Records to use
//! Payment ("paiement"): a settlement applied against a request.

use chrono::NaiveDate;
use serde::{Deserialize, Serialize};
use validator::Validate;

use crate::{request::Request, worksite::Worksite};

/// How a payment was made.
#[derive(Debug, Clone, Copy, PartialEq, Eq, Serialize, Deserialize)]
#[serde(rename_all = "UPPERCASE")]
pub enum PaymentMethod {
  Transfer,
  Cheque,
  Cash,
}

impl PaymentMethod {
  pub fn as_str(self) -> &'static str {
    match self {
      PaymentMethod::Transfer => "TRANSFER",
      PaymentMethod::Cheque => "CHEQUE",
      PaymentMethod::Cash => "CASH",
    }
  }
}

/// A persisted payment row.
#[derive(Debug, Clone, PartialEq, Serialize, Deserialize)]
pub struct Payment {
  pub id:          i64,
  pub request_id:  i64,
  /// Paid amount; always strictly positive. Nothing stops the payments on a
  /// request from exceeding its requested amount.
  pub amount:      f64,
  pub date:        NaiveDate,
  /// Free-text "month concerned" label, e.g. "Juillet".
  pub month_label: String,
  pub method:      PaymentMethod,
}

/// Payload for creating or updating a payment.
#[derive(Debug, Clone, Deserialize, Validate)]
pub struct NewPayment {
  #[validate(range(min = 1, message = "request id must be positive"))]
  pub request_id:  i64,
  #[validate(range(exclusive_min = 0.0, message = "amount must be positive"))]
  pub amount:      f64,
  pub date:        NaiveDate,
  #[validate(length(min = 1, message = "month label is required"))]
  pub month_label: String,
  pub method:      PaymentMethod,
}

/// A payment joined with its request and that request's worksite.
#[derive(Debug, Clone, Serialize)]
pub struct PaymentDetails {
  #[serde(flatten)]
  pub payment:  Payment,
  pub request:  Request,
  pub worksite: Worksite,
}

Task to carry out
Please write the entries out again exactly as they stand.

Solution to the exercise
//! Payment ("paiement"): a settlement applied against a request.

use chrono::NaiveDate;
use serde::{Deserialize, Serialize};
use validator::Validate;

use crate::{request::Request, worksite::Worksite};

/// How a payment was made.
#[derive(Debug, Clone, Copy, PartialEq, Eq, Serialize, Deserialize)]
#[serde(rename_all = "UPPERCASE")]
pub enum PaymentMethod {
  Transfer,
  Cheque,
  Cash,
}

impl PaymentMethod {
  pub fn as_str(self) -> &'static str {
    match self {
      PaymentMethod::Transfer => "TRANSFER",
      PaymentMethod::Cheque => "CHEQUE",
      PaymentMethod::Cash => "CASH",
    }
  }
}

/// A persisted payment row.
#[derive(Debug, Clone, PartialEq, Serialize, Deserialize)]
pub struct Payment {
  pub id:          i64,
  pub request_id:  i64,
  /// Paid amount; always strictly positive. Nothing stops the payments on a
  /// request from exceeding its requested amount.
  pub amount:      f64,
  pub date:        NaiveDate,
  /// Free-text "month concerned" label, e.g. "Juillet".
  pub month_label: String,
  pub method:      PaymentMethod,
}

/// Payload for creating or updating a payment.
#[derive(Debug, Clone, Deserialize, Validate)]
pub struct NewPayment {
  #[validate(range(min = 1, message = "request id must be positive"))]
  pub request_id:  i64,
  #[validate(range(exclusive_min = 0.0, message = "amount must be positive"))]
  pub amount:      f64,
  pub date:        NaiveDate,
  #[validate(length(min = 1, message = "month label is required"))]
  pub month_label: String,
  pub method:      PaymentMethod,
}

/// A payment joined with its request and that request's worksite.
#[derive(Debug, Clone, Serialize)]
pub struct PaymentDetails {
  #[serde(flatten)]
  pub payment:  Payment,
  pub request:  Request,
  pub worksite: Worksite,
}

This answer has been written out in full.